From New World Encyclopedia
Göktürk Empire
551 – 747 Blank.png

Flag of Göktürk Empire


Location of Göktürk Empire
Capital Ötüken
Religion Tengrism
Political structure Khaganate
Göktürk Khans
 - 551-553 Tumen Il-Qağan
 - 621-630 Bagatur-Shad Khieli-Qağan
Legislature Kurultai
 - Established 551
 - Disestablished 747

The Göktürkler(s) or Köktürkler(s) were a Turkic people of ancient Central Asia. Known in medieval Chinese sources as Tujue (突厥 Tūjué), the Göktürks under the leadership of Bumin Khan (d. 552) and his sons succeeded the Xiongnu (Turkish: Doğu Hun; Chinese: 匈奴; pinyin: Xiōngnú; Wade-Giles: Hsiung-nu) as the main Turkic power in the region and took hold of the lucrative Silk Road trade during the sixth century. The Göktürk rulers originated from the Ashina tribe, an Altaic people who lived in the northern corner of the area presently called Xinjiang. (:新疆|新疆). Under their leadership, the Göktürks rapidly expanded to rule huge territories in north-western China, North Asia and Eastern Europe (as far west as the Crimea). They were the first Turkic tribe known to use the name "Turk" as a political name. At their height, the Gokturks controlled a vast area stretching from Eastern Europe all the way across northern China. Their empire made contact with many cultures including Persia, and facilitated the movement of cultural concepts from one area to another. Their religion, Tengriism, a form of shamanism centered on a celestial deity, Tengrii, includes elements which resemble concepts of Confucian and Hindu thought.

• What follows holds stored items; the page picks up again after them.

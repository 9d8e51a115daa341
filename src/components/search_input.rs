use dioxus::prelude::*;

use crate::components::icons::SearchIcon;
use crate::stores::picker_store::{self, SEARCH_QUERY};

#[component]
pub fn SearchInput() -> Element {
    let submit = move || {
        let query = SEARCH_QUERY.read().clone();
        spawn(async move {
            picker_store::run_search(query).await;
        });
    };

    let query = SEARCH_QUERY.read().clone();

    rsx! {
        div {
            class: "relative",

            input {
                r#type: "text",
                placeholder: "Search bucket...",
                value: "{query}",
                class: "w-full px-4 py-2 pr-10 bg-muted border border-border rounded-full text-sm",
                oninput: move |e| *SEARCH_QUERY.write() = e.value(),
                onkeydown: move |e| {
                    if e.key() == Key::Enter {
                        submit();
                    }
                },
            }

            button {
                r#type: "button",
                class: "absolute right-2 top-1/2 -translate-y-1/2 p-1.5",
                onclick: move |_| submit(),
                SearchIcon {}
            }
        }
    }
}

The state's most famous personalities other than its founder Bumin were princes Kül Tigin and Bilge and the general Tonyukuk, whose life stories were recorded in the Orkhon inscriptions discovered in 1889 in the Orkhon Valley in Mongolia. From 552 to 745, Göktürk leadership bound the nomadic Turkic tribes together into an empire, which eventually collapsed due to a series of dynastic conflicts. The Khanate received missionaries from the Buddhists, Manicheans, and Nestorian Christians, but retained their original shamanistic religion, Tengriism. From the eighth century, the Göktürks used “Old Turkic script” (also “Göktürk script,” “Orkhon script,” “Orkhon-Yenisey script;” Turkish: Orhun Yazıtları, 鄂爾渾文字) to record the Old Turkic language.

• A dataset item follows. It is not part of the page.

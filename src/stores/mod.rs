// Global state management
// Stores provide shared state across the application

pub mod picker_store;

Göktürk petroglyphs from Mongolia.

The name Tujue (突厥), like the name “Ashina,” first appeared in Chinese sources relatively late, with the connotation "strong" or "powerful" in a record dated 542.[1] “Kök-Türks” is said to mean "Celestial Turks," but this is contested. Alternate meanings are "Blue Turks," and "Numerous Turks;" kök meant both "sky" and "blue" in the Köktürk language, and a similar sounding word stands for "root." This is consistent with "the cult of heavenly ordained rule," a pivotal concept of the Altaic political culture before being imported to China.[2] Similarly, the name of the ruling Ashina dynasty probably derives from the Khotanese Saka term for "deep blue," āšše(i)na.[3] The name might also derive from a Tungusic tribe related to Aisin.[4]

According to the ancient East Asian cosmology outlined in the theory of the Five Elements (五行 Wǔ-xíng), to which the Turks have also ascribed since ancient times, the color blue symbolizes the eastern direction, and is associated with good omens. The Guardian Deity of the Eastern Direction is the Azure Dragon. It is possible that the Göktürks called themselves "Blue Turks" in the primary sense of "East Turks," with all the associated connotations of "first," "rising," "dawning," and "auspicious." Göktürk is pronounced IPA: [ɡʲøkʲˈtʏɾk].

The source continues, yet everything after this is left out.